Data section:
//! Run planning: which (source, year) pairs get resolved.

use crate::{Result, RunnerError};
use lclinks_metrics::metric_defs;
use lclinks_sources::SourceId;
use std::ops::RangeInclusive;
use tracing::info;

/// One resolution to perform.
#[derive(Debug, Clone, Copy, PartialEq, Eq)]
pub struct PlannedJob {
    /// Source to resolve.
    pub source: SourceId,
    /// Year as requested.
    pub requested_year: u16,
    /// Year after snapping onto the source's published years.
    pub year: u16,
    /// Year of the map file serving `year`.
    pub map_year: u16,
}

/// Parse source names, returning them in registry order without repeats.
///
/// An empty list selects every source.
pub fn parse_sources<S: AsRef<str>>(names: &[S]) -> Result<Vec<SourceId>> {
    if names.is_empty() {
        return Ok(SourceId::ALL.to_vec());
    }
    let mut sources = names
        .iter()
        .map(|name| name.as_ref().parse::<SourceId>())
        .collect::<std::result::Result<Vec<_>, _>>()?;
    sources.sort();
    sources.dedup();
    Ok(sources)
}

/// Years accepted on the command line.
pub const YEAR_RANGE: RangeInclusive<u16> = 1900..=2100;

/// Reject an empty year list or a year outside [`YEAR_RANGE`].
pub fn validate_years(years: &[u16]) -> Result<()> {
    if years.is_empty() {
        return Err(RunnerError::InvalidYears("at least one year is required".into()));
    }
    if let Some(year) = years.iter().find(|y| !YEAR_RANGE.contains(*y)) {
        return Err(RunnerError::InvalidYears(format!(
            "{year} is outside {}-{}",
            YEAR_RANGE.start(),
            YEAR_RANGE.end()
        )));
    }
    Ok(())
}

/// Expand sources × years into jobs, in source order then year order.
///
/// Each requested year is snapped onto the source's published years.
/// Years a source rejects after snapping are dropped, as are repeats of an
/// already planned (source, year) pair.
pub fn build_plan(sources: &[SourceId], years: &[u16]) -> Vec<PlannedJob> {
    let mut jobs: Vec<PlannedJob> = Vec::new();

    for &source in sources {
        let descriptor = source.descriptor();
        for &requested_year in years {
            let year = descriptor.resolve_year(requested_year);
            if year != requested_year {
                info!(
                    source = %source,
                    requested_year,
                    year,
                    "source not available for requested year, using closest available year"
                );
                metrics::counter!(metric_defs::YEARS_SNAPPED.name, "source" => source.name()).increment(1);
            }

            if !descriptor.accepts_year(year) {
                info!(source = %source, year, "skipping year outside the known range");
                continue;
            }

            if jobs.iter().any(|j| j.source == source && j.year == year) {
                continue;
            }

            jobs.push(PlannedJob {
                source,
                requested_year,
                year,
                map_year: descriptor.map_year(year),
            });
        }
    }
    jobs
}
...
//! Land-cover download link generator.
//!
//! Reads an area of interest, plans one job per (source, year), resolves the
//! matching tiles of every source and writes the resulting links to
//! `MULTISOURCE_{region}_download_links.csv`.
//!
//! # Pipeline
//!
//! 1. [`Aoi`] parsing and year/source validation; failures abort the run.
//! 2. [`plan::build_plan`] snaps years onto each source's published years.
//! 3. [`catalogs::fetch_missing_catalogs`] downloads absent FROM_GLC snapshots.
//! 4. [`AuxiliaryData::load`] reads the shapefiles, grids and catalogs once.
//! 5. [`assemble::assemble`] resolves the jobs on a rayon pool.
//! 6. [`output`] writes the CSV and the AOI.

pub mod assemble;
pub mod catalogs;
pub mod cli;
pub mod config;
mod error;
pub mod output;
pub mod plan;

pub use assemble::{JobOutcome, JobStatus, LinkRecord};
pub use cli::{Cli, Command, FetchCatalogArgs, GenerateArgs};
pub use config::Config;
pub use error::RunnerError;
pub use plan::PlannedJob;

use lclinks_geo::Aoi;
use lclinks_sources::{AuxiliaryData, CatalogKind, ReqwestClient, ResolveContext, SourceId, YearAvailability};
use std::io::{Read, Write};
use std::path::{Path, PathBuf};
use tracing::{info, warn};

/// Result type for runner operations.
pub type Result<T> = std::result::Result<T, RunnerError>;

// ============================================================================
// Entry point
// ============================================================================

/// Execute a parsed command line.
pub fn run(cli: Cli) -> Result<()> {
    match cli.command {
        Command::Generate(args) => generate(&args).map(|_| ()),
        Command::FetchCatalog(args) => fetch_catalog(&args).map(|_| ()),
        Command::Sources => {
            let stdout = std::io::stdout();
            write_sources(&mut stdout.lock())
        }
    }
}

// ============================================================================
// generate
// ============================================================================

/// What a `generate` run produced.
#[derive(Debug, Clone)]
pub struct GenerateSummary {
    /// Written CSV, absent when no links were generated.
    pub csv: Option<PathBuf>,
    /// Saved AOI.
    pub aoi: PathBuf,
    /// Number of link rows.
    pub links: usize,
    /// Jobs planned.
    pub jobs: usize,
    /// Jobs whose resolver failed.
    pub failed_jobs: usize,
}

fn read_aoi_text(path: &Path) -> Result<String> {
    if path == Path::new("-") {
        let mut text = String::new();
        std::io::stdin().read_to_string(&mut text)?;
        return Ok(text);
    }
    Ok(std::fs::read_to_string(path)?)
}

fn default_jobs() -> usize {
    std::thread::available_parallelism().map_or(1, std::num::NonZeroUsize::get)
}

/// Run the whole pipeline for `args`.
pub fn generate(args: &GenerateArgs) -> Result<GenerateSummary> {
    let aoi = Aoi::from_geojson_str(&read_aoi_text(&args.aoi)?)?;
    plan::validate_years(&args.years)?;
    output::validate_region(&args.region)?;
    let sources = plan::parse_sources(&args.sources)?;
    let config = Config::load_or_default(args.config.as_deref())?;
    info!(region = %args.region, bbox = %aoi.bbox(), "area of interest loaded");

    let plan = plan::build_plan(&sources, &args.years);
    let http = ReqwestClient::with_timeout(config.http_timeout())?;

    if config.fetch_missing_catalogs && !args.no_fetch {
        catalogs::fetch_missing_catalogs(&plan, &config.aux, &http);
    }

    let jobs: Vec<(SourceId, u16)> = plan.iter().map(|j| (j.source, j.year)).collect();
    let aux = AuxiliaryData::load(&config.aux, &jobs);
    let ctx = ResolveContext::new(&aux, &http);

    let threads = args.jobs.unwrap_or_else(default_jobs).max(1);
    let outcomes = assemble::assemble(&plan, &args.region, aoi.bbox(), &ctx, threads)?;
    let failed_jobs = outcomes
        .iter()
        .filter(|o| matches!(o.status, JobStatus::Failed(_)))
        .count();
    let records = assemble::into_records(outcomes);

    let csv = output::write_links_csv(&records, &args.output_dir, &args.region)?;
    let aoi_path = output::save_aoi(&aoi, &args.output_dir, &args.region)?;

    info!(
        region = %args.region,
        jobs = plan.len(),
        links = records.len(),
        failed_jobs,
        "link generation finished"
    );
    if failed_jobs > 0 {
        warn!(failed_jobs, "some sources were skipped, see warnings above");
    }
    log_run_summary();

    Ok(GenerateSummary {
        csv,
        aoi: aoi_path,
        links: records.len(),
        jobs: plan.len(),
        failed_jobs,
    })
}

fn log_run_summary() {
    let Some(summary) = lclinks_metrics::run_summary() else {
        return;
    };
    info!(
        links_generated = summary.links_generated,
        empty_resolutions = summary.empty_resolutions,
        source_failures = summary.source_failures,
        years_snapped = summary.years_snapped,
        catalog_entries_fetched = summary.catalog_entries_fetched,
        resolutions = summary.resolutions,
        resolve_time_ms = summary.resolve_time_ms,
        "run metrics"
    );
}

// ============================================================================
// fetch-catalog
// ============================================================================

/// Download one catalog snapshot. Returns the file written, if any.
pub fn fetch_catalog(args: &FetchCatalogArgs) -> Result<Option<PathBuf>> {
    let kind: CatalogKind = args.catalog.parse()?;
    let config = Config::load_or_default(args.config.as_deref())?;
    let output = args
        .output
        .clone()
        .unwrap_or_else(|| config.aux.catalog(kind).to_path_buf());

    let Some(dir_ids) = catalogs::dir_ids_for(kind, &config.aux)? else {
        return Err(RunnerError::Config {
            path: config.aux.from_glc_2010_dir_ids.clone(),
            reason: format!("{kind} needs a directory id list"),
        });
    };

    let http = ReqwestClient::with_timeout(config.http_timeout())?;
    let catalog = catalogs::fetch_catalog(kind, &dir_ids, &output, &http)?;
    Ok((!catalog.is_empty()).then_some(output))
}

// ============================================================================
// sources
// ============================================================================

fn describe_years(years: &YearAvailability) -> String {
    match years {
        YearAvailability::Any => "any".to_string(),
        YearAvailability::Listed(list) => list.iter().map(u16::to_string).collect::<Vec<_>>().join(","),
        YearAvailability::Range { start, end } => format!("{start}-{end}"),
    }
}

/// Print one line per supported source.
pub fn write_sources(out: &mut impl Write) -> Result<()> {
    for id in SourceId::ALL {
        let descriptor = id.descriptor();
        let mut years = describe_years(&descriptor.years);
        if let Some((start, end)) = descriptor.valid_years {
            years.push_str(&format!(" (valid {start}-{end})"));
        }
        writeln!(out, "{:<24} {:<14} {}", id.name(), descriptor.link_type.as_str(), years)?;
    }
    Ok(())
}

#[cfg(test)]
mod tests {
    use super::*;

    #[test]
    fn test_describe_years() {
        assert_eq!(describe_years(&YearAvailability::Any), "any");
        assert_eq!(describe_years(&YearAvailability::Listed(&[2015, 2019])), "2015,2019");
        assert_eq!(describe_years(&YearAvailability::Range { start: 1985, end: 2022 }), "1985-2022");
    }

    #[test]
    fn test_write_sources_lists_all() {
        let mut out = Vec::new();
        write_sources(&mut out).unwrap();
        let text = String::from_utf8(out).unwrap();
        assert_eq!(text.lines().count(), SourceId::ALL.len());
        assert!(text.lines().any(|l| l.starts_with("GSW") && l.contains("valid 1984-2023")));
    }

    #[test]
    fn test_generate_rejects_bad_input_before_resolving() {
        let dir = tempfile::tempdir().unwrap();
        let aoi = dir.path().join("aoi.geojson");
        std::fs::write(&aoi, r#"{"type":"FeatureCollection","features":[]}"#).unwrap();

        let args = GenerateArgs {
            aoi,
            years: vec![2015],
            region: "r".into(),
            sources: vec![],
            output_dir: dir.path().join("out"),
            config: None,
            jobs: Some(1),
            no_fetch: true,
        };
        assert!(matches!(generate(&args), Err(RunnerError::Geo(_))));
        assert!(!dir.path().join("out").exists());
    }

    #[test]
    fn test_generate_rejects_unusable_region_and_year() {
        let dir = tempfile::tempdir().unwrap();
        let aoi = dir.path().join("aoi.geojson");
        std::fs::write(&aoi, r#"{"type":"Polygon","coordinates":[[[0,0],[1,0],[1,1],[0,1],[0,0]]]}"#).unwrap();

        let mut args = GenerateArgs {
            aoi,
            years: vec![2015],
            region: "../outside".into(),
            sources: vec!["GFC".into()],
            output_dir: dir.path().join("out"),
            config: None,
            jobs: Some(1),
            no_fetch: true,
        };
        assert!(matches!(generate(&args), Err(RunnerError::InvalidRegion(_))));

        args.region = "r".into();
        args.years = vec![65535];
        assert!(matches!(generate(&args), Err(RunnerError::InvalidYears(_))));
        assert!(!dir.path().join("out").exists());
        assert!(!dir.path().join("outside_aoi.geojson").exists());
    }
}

What the exercise asks: All lines in the listing above between the line with "pairs get resolved." and the line with "resolution to perform.", inclusive, should be set down exactly, and no line outside that range.

The answer:
//! Run planning: which (source, year) pairs get resolved.

use crate::{Result, RunnerError};
use lclinks_metrics::metric_defs;
use lclinks_sources::SourceId;
use std::ops::RangeInclusive;
use tracing::info;

/// One resolution to perform.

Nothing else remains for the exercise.